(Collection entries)

------------------------------------------------------------

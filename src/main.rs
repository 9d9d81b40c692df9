//! Rent Index Dashboard
//!
//! A Rust application for exploring city rent-index trends with national
//! CPI overlays and a derived percent-change chart.

mod charts;
mod config;
mod data;
mod gui;
mod stats;
mod view;

use eframe::egui;
use gui::RentDashApp;

fn main() -> eframe::Result<()> {
    env_logger::init();

    // Configure native options
    let options = eframe::NativeOptions {
        viewport: egui::ViewportBuilder::default()
            .with_inner_size([1300.0, 850.0])
            .with_min_inner_size([1000.0, 650.0])
            .with_title("Rent Index Dashboard"),
        ..Default::default()
    };

    // Run the application
    eframe::run_native(
        "Rent Index Dashboard",
        options,
        Box::new(|cc| Ok(Box::new(RentDashApp::new(cc)))),
    )
}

------------------------------------------------------------

● **What the task asks**
A single figure is required: the number of lines above in which the string "application" appears.

● **Answer below**
2